Clint Eastwood, 2008Genre : expiation et réconciliation
Walt Kowalski (Clint Eastwood) enterre son épouse. Il ne lui reste plus que sa maison, son chien, ses fils avec lesquels ils ne s’entend pas du tout, et sa voiture, une Ford Gran Torino. Une famille asiatique vient s’installer juste à côté, à son grand déplaisir.
Walt Kowalski cumule de nombreux excès de l’Amérique ; il serait même un inspecteur Harry qui aurait mal vieilli : froid, renfrogné, raciste, taciturne, conservateur, à grimacer contre presque tout ce qu’il voit, à haïr même parfois une Amérique qui ne serait plus la sienne.

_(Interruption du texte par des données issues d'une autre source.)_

use thiserror::Error;

/// Main error type for the reader engine.
#[derive(Error, Debug)]
pub enum ReaderError {
    /// Chapter, page or record not found.
    #[error("Not found: {0}")]
    NotFound(String),

    /// Chapter markup could not be parsed.
    #[error("Invalid markup: {0}")]
    InvalidMarkup(#[from] roxmltree::Error),

    /// Structural locator could not be parsed or resolved.
    #[error("Locator error: {0}")]
    Locator(String),

    /// External collaborator (content, progress or bookmark API) failed.
    #[error("Backend error: {0}")]
    Backend(String),

    /// Local store error.
    #[error("Database error: {0}")]
    Database(String),

    /// I/O error.
    #[error("IO error: {0}")]
    Io(#[from] std::io::Error),

    /// Configuration error.
    #[error("Configuration error: {0}")]
    Config(String),

    /// The reader session was closed.
    #[error("Reader session is closed")]
    Closed,
}

impl From<rusqlite::Error> for ReaderError {
    fn from(e: rusqlite::Error) -> Self {
        ReaderError::Database(e.to_string())
    }
}

/// Result type alias for the reader engine.
pub type Result<T> = std::result::Result<T, ReaderError>;
//! ServiceRegistry — attached services, looked up by upgrade path.

use std::collections::HashMap;
use std::sync::Arc;

use parking_lot::RwLock;
use tracing::{debug, info};
use wsd_protocol::{DispatchError, DispatchResult, ServiceConfig};

use crate::path::normalize_request_path;
use crate::service::ServiceDescriptor;

/// Services keyed by base path.
///
/// Uses parking_lot::RwLock so services can be attached while connections
/// are being resolved. Descriptors are handed out as `Arc`s; a resolved
/// descriptor stays valid even if its service is detached later.
#[derive(Default)]
pub struct ServiceRegistry {
    services: RwLock<HashMap<String, Arc<ServiceDescriptor>>>,
}

impl ServiceRegistry {
    pub fn new() -> Self {
        Self::default()
    }

    /// Build and register a service. Fails with `Configuration` when the
    /// config is invalid or another service already owns the same path.
    pub fn attach(&self, config: ServiceConfig) -> DispatchResult<Arc<ServiceDescriptor>> {
        let descriptor = ServiceDescriptor::new(config)?;
        self.insert(descriptor)
    }

    /// Like [`attach`](Self::attach), serving the service at `upgrade_path`
    /// instead of the path derived from its config.
    pub fn attach_at(
        &self,
        config: ServiceConfig,
        upgrade_path: &str,
    ) -> DispatchResult<Arc<ServiceDescriptor>> {
        let mut descriptor = ServiceDescriptor::new(config)?;
        descriptor.override_base_path(upgrade_path)?;
        self.insert(descriptor)
    }

    /// Remove the service served at `base_path`. Live connections keep their
    /// descriptor.
    pub fn detach(&self, base_path: &str) -> Option<Arc<ServiceDescriptor>> {
        let path = normalize_request_path(base_path);
        let removed = self.services.write().remove(&path);
        if removed.is_some() {
            info!("Websocket service detached from {path}");
        }
        removed
    }

    /// Find the service for an upgrade request.
    ///
    /// The request path must equal a service's base path after
    /// normalization. If the service declares subprotocols and the client
    /// offered some, at least one must be in common.
    pub fn resolve_service<S: AsRef<str>>(
        &self,
        request_path: &str,
        requested_subprotocols: &[S],
    ) -> DispatchResult<Arc<ServiceDescriptor>> {
        let path = normalize_request_path(request_path);
        let service = self
            .services
            .read()
            .get(&path)
            .cloned()
            .ok_or_else(|| DispatchError::no_match(&path))?;

        if service.has_subprotocols()
            && !requested_subprotocols.is_empty()
            && service.negotiate_subprotocol(requested_subprotocols).is_none()
        {
            debug!(
                "No common subprotocol for {path}: offered {:?}, supported {:?}",
                requested_subprotocols.iter().map(|s| s.as_ref()).collect::<Vec<&str>>(),
                service.subprotocols()
            );
            return Err(DispatchError::no_match(path));
        }

        Ok(service)
    }

    /// All services, ordered by base path.
    pub fn services(&self) -> Vec<Arc<ServiceDescriptor>> {
        let mut services: Vec<_> = self.services.read().values().cloned().collect();
        services.sort_by(|a, b| a.base_path().cmp(b.base_path()));
        services
    }

    pub fn len(&self) -> usize {
        self.services.read().len()
    }

    pub fn is_empty(&self) -> bool {
        self.services.read().is_empty()
    }

    fn insert(&self, descriptor: ServiceDescriptor) -> DispatchResult<Arc<ServiceDescriptor>> {
        let path = descriptor.base_path().to_string();
        let mut services = self.services.write();
        if let Some(existing) = services.get(&path) {
            return Err(DispatchError::configuration(format!(
                "path {path} is already served by '{}'",
                existing.name()
            )));
        }
        let descriptor = Arc::new(descriptor);
        services.insert(path.clone(), descriptor.clone());
        info!("Websocket service '{}' attached at {path}", descriptor.name());
        Ok(descriptor)
    }
}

Sauf que cette Amérique ne demande qu’à revivre, où plutôt à être reconstruite sur ces piliers simples de liberté et de tolérance qui attirent des gens du monde entier depuis trois siècles.
Gran Torino est un film fort et intelligent, avec un regard étonnant qui mêle conservatisme et progressisme.

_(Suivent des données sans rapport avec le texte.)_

//! ws-dispatch core — per-connection dispatch state and service resolution.
//!
//! - [`ServiceDescriptor`]: a service's resolved, immutable dispatch
//!   configuration (subprotocols, limits, base path, upgrade hook).
//! - [`ServiceRegistry`]: attached services, resolved per upgrade request.
//! - [`ConnectionState`]: everything one connection needs to turn inbound
//!   frames into in-order logical messages.
//! - [`FragmentAggregator`]: text fragment reassembly for one connection.
//! - [`DispatchQueue`]: the single-slot rendezvous between the frame-reading
//!   path and the handler path.

pub mod aggregator;
pub mod connection;
pub mod path;
pub mod queue;
pub mod registry;
pub mod service;

pub use aggregator::FragmentAggregator;
pub use connection::{ConnectionState, FrameOutcome};
pub use queue::DispatchQueue;
pub use registry::ServiceRegistry;
pub use service::ServiceDescriptor;
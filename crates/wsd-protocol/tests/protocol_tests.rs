//! Protocol layer tests — close codes, frames, errors and config schema.

use bytes::Bytes;
use serde_json::json;
use wsd_protocol::*;

// ─────────────────────────────────────────────────────────────────────────────
// CloseCode
// ─────────────────────────────────────────────────────────────────────────────

#[test]
fn close_code_values() {
    assert_eq!(CloseCode::Normal.code(), 1000);
    assert_eq!(CloseCode::GoingAway.code(), 1001);
    assert_eq!(CloseCode::MessageTooBig.code(), 1009);
    assert_eq!(CloseCode::InternalError.code(), 1011);
    assert_eq!(CloseCode::Other(4001).code(), 4001);
}

#[test]
fn close_code_from_code() {
    assert_eq!(CloseCode::from_code(1007), CloseCode::InvalidPayload);
    assert_eq!(CloseCode::from_code(1008), CloseCode::PolicyViolation);
    assert_eq!(CloseCode::from_code(4500), CloseCode::Other(4500));
}

#[test]
fn close_code_from_payload() {
    assert_eq!(CloseCode::from_payload(&[0x03, 0xE8]), Some(CloseCode::Normal));
    assert_eq!(CloseCode::from_payload(&[0x03, 0xE9, b'x']), Some(CloseCode::GoingAway));
    assert_eq!(CloseCode::from_payload(&[]), None);
    assert_eq!(CloseCode::from_payload(&[0x03]), None);
}

// ─────────────────────────────────────────────────────────────────────────────
// Frames and messages
// ─────────────────────────────────────────────────────────────────────────────

#[test]
fn frame_constructors() {
    let text = Frame::text("hi");
    assert_eq!(text.kind, FrameKind::Text);
    assert!(text.is_final);
    assert_eq!(text.payload, Bytes::from_static(b"hi"));

    let fragment = Frame::text_fragment("h", false);
    assert!(!fragment.is_final);

    let close = Frame::close(CloseCode::GoingAway, "bye");
    assert_eq!(close.kind, FrameKind::Close);
    assert_eq!(&close.payload[..], &[0x03, 0xE9, b'b', b'y', b'e']);
    assert!(close.kind.is_control());
    assert!(!FrameKind::Binary.is_control());
}

#[test]
fn inbound_message_accessors() {
    let text = InboundMessage::Text("abc".into());
    assert_eq!(text.as_text(), Some("abc"));
    assert_eq!(text.len(), 3);

    let binary = InboundMessage::Binary(Bytes::new());
    assert_eq!(binary.as_text(), None);
    assert!(binary.is_empty());

    assert_eq!(OutboundMessage::from(text), OutboundMessage::Text("abc".into()));
}

// ─────────────────────────────────────────────────────────────────────────────
// DispatchError
// ─────────────────────────────────────────────────────────────────────────────

#[test]
fn error_close_codes() {
    assert_eq!(DispatchError::QueueClosed.close_code(), CloseCode::GoingAway);
    assert_eq!(
        DispatchError::FrameTooLarge { size: 10, max: 5 }.close_code(),
        CloseCode::MessageTooBig
    );
    assert_eq!(DispatchError::no_match("/x").close_code(), CloseCode::PolicyViolation);
    assert_eq!(DispatchError::NotConnected.close_code(), CloseCode::InternalError);
}

#[test]
fn only_cancelled_is_retryable() {
    assert!(DispatchError::Cancelled.is_retryable());
    assert!(!DispatchError::QueueClosed.is_retryable());
    assert!(!DispatchError::AlreadyBound.is_retryable());
}

#[test]
fn error_messages() {
    assert_eq!(
        DispatchError::no_match("/chat").to_string(),
        "no websocket service matches path '/chat'"
    );
    assert_eq!(
        DispatchError::configuration("bad").to_string(),
        "invalid service configuration: bad"
    );
}

// ─────────────────────────────────────────────────────────────────────────────
// ServiceConfig
// ─────────────────────────────────────────────────────────────────────────────

#[test]
fn config_minimal() {
    let config: ServiceConfig = serde_json::from_value(json!({ "name": "echo" })).unwrap();
    assert_eq!(config, ServiceConfig::new("echo"));
    assert_eq!(config.dispatch_mode, DispatchMode::Asynchronous);
    assert!(config.subprotocols.is_none());
    assert!(config.remote_functions.is_empty());
}

#[test]
fn config_full() {
    let config: ServiceConfig = serde_json::from_value(json!({
        "name": "chatService",
        "basePath": "/v1/chat/",
        "subprotocols": ["chat.v2", "chat"],
        "idleTimeoutSecs": 120,
        "maxFrameSize": 4096,
        "dispatchMode": "synchronous",
        "remoteFunctions": ["onText", "onUpgrade"]
    }))
    .unwrap();
    assert_eq!(config.base_path, Some(BasePath::Path("/v1/chat/".into())));
    assert_eq!(config.idle_timeout_secs, Some(120));
    assert_eq!(config.max_frame_size, Some(4096));
    assert_eq!(config.dispatch_mode, DispatchMode::Synchronous);
    assert_eq!(config.remote_functions, vec!["onText", UPGRADE_HOOK]);
}

#[test]
fn config_negative_values_survive_parsing() {
    let config: ServiceConfig =
        serde_json::from_value(json!({ "name": "s", "idleTimeoutSecs": -3 })).unwrap();
    assert_eq!(config.idle_timeout_secs, Some(-3));
}

#[test]
fn base_path_segments() {
    let path: BasePath = serde_json::from_value(json!(["v1", "chat"])).unwrap();
    assert_eq!(path.joined(), "v1/chat");
}

#[test]
fn services_file_errors_are_configuration_errors() {
    let err = ServicesFile::from_json("{ not json").unwrap_err();
    assert!(matches!(err, DispatchError::Configuration(_)));

    let missing = ServicesFile::load(std::path::Path::new("/definitely/not/here.json")).unwrap_err();
    assert!(matches!(missing, DispatchError::Configuration(_)));
}

#[test]
fn constants() {
    assert_eq!(DEFAULT_MAX_FRAME_SIZE, 65_536);
    assert_eq!(UPGRADE_HOOK, "onUpgrade");
    assert_eq!(ANONYMOUS_NAME_PREFIX, '$');
}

Conservatisme car Walt Kowalski se voit comme un bon Américain – qui a d’ailleurs servi son pays durant la guerre de Corée – même si, comme son patronyme l’indique, il est un fils d’immigré. Il croit donc dans les valeurs de l’Amérique : l’individu, le travail, la propriété, la liberté ; ils ne les voit plus dans ses propres fils, et il se désole de la disparition de « son » Amérique.
Progressisme parce que le retour à ses valeurs traditionnelles passent par l’ouverture, la tolérance, le dialogue entre peuples et générations et la prise de conscience de ses erreurs.
Gran Torino est un très grand film.
La musique, signée Kyle Eastwood et Michael Stevens, est le point faible du film, avec son côté ballade qui ne donne guère de profondeur à l’histoire et la mise en scène (inédit).